THE TASK:
Only one number is expected here, namely how many lines of the entries below hold the string "Option".

[Data items]
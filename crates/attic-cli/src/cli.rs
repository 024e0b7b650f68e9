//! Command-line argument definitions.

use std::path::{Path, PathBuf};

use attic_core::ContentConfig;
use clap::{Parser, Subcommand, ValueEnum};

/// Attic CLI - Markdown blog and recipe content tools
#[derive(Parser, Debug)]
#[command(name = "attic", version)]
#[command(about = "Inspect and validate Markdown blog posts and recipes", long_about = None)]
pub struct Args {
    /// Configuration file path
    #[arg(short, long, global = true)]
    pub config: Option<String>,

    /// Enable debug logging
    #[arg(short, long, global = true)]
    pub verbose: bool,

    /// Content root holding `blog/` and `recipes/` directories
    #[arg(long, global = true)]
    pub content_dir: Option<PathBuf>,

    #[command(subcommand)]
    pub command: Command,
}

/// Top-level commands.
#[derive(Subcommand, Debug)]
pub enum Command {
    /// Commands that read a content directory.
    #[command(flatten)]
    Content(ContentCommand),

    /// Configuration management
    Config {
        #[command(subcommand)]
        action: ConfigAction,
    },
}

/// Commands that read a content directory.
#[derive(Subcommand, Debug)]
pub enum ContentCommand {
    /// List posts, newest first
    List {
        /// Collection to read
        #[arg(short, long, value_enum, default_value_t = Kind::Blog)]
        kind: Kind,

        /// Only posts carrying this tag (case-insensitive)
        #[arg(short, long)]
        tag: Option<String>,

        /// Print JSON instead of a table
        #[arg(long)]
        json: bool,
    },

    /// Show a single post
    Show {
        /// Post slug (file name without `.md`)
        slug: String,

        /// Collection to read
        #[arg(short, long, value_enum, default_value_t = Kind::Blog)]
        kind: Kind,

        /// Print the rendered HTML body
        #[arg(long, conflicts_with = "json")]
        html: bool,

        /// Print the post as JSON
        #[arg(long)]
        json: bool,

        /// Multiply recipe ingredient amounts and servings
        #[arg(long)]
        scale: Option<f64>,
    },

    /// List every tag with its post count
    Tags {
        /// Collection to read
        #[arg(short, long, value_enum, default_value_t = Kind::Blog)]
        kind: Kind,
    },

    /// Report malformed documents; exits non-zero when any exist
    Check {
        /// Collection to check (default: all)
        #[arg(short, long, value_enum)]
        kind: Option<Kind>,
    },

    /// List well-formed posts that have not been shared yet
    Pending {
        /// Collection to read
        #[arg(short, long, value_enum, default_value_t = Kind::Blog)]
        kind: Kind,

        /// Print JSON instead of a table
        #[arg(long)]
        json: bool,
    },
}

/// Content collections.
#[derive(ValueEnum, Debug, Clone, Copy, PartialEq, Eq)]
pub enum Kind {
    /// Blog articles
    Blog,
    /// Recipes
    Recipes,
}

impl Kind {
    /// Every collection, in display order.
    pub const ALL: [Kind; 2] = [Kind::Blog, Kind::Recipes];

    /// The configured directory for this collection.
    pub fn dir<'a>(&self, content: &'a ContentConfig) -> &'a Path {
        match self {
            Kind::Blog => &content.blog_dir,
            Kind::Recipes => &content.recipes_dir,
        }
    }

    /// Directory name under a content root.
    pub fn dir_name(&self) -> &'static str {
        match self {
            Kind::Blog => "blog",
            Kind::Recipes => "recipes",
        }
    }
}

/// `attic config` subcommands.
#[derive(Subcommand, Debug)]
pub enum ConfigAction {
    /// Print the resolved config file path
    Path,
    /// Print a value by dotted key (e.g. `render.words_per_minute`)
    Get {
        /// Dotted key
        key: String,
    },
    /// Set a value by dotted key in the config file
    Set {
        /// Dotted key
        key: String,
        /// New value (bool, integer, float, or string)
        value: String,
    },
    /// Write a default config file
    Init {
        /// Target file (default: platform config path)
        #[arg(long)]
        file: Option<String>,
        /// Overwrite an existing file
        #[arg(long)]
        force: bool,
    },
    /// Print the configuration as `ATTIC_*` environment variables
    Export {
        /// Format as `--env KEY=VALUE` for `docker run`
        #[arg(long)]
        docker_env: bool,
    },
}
* * *
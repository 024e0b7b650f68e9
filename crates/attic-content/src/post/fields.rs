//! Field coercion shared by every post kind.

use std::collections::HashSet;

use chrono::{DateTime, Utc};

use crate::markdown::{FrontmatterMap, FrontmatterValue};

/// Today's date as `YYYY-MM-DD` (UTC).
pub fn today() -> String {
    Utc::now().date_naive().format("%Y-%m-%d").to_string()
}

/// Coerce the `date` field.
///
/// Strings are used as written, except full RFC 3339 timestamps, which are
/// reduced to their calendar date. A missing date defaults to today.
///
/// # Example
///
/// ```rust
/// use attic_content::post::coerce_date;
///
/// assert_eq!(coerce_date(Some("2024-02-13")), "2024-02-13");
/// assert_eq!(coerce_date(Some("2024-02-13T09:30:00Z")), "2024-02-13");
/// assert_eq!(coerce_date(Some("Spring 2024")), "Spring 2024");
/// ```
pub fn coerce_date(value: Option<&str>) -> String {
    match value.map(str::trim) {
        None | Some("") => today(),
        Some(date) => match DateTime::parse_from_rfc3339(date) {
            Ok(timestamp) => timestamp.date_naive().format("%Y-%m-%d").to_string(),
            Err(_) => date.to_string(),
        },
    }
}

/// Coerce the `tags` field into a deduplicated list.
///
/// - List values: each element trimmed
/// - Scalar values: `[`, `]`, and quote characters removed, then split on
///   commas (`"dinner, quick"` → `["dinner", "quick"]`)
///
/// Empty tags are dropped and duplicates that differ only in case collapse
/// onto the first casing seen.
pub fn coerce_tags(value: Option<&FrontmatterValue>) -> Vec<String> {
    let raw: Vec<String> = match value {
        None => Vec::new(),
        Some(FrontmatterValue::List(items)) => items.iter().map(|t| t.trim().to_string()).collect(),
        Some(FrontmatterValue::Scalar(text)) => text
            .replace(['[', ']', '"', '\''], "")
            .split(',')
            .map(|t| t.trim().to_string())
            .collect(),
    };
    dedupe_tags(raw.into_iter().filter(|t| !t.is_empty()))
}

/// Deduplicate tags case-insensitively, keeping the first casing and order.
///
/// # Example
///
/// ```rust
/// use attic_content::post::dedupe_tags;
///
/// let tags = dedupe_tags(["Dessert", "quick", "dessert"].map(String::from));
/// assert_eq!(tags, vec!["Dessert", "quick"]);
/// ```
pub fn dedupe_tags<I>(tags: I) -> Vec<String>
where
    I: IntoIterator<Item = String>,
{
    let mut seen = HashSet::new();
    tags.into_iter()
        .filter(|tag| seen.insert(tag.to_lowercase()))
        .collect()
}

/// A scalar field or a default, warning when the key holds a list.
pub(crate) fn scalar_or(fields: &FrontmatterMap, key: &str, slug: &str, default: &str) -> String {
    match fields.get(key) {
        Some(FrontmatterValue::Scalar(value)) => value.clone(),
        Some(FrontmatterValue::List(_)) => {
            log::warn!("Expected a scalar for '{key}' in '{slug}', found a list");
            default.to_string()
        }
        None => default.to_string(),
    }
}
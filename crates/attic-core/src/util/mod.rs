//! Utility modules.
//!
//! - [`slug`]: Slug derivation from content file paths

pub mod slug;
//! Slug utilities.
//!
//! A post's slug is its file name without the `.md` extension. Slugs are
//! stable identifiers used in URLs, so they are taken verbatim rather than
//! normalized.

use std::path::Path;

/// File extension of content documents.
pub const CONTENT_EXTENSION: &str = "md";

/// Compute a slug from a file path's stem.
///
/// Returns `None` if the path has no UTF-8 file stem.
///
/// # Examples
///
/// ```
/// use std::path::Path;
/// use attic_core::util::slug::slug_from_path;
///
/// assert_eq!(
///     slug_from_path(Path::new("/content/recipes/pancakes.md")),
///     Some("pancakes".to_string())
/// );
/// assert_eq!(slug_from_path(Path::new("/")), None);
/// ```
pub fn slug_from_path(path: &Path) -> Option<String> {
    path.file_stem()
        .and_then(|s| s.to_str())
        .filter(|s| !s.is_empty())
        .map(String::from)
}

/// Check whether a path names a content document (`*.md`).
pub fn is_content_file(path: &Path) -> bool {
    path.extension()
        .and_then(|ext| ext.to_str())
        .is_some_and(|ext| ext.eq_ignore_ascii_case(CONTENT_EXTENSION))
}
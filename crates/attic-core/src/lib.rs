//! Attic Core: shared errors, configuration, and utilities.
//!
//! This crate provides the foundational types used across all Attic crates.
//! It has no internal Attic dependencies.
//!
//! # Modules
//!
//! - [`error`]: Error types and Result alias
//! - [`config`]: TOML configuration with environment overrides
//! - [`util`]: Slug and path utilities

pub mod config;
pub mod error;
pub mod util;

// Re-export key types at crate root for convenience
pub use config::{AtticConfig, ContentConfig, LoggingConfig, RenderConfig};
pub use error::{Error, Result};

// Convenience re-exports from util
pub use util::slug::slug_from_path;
* * *
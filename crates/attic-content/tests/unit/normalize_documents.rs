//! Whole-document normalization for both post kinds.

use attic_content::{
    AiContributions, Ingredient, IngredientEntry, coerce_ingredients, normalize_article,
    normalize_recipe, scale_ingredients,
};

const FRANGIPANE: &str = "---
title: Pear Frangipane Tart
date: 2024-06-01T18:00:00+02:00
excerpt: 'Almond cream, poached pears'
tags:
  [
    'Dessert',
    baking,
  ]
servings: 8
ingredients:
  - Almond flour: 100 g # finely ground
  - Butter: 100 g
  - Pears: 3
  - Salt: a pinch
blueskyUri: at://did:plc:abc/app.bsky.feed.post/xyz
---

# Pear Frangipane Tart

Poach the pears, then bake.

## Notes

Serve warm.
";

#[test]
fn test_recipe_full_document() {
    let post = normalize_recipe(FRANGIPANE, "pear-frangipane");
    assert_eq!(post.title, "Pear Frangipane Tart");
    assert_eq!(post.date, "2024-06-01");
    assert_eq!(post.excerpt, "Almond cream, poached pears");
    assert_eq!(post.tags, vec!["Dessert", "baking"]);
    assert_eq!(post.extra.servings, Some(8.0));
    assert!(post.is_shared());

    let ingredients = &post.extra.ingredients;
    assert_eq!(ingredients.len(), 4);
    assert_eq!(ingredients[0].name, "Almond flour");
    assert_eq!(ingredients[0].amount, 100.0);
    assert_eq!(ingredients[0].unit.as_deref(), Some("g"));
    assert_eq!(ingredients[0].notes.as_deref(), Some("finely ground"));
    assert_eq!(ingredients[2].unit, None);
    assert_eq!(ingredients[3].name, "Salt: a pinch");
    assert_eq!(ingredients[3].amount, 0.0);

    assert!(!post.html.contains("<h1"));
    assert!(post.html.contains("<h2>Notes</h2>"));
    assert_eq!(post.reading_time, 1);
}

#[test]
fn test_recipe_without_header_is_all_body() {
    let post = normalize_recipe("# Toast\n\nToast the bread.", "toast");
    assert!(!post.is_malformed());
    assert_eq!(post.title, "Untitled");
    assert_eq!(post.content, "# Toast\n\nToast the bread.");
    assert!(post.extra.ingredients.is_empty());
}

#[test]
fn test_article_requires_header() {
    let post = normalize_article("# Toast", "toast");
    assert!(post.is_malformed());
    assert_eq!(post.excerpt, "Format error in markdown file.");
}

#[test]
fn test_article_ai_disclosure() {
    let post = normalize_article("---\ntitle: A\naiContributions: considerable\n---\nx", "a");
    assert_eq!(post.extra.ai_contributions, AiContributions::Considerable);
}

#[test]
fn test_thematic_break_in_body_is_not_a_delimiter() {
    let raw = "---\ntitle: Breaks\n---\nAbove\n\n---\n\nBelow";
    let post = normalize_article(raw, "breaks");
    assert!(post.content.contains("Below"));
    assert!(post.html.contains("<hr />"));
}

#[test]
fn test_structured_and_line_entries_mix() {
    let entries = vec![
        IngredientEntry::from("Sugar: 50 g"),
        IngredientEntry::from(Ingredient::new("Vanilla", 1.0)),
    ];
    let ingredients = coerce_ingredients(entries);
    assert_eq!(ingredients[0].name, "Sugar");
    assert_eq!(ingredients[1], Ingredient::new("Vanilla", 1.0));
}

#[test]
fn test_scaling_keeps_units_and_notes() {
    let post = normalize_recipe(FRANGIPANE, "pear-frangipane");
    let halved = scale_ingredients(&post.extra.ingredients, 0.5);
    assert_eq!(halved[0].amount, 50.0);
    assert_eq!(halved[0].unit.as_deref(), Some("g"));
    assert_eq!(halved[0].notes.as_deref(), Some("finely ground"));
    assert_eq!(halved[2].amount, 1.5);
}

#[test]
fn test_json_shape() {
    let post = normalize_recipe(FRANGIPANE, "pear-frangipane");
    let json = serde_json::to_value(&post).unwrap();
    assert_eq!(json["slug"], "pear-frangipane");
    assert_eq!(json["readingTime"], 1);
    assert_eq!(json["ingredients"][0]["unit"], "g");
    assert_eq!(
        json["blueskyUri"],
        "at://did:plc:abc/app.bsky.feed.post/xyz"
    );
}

EXERCISE OUTPUT:
9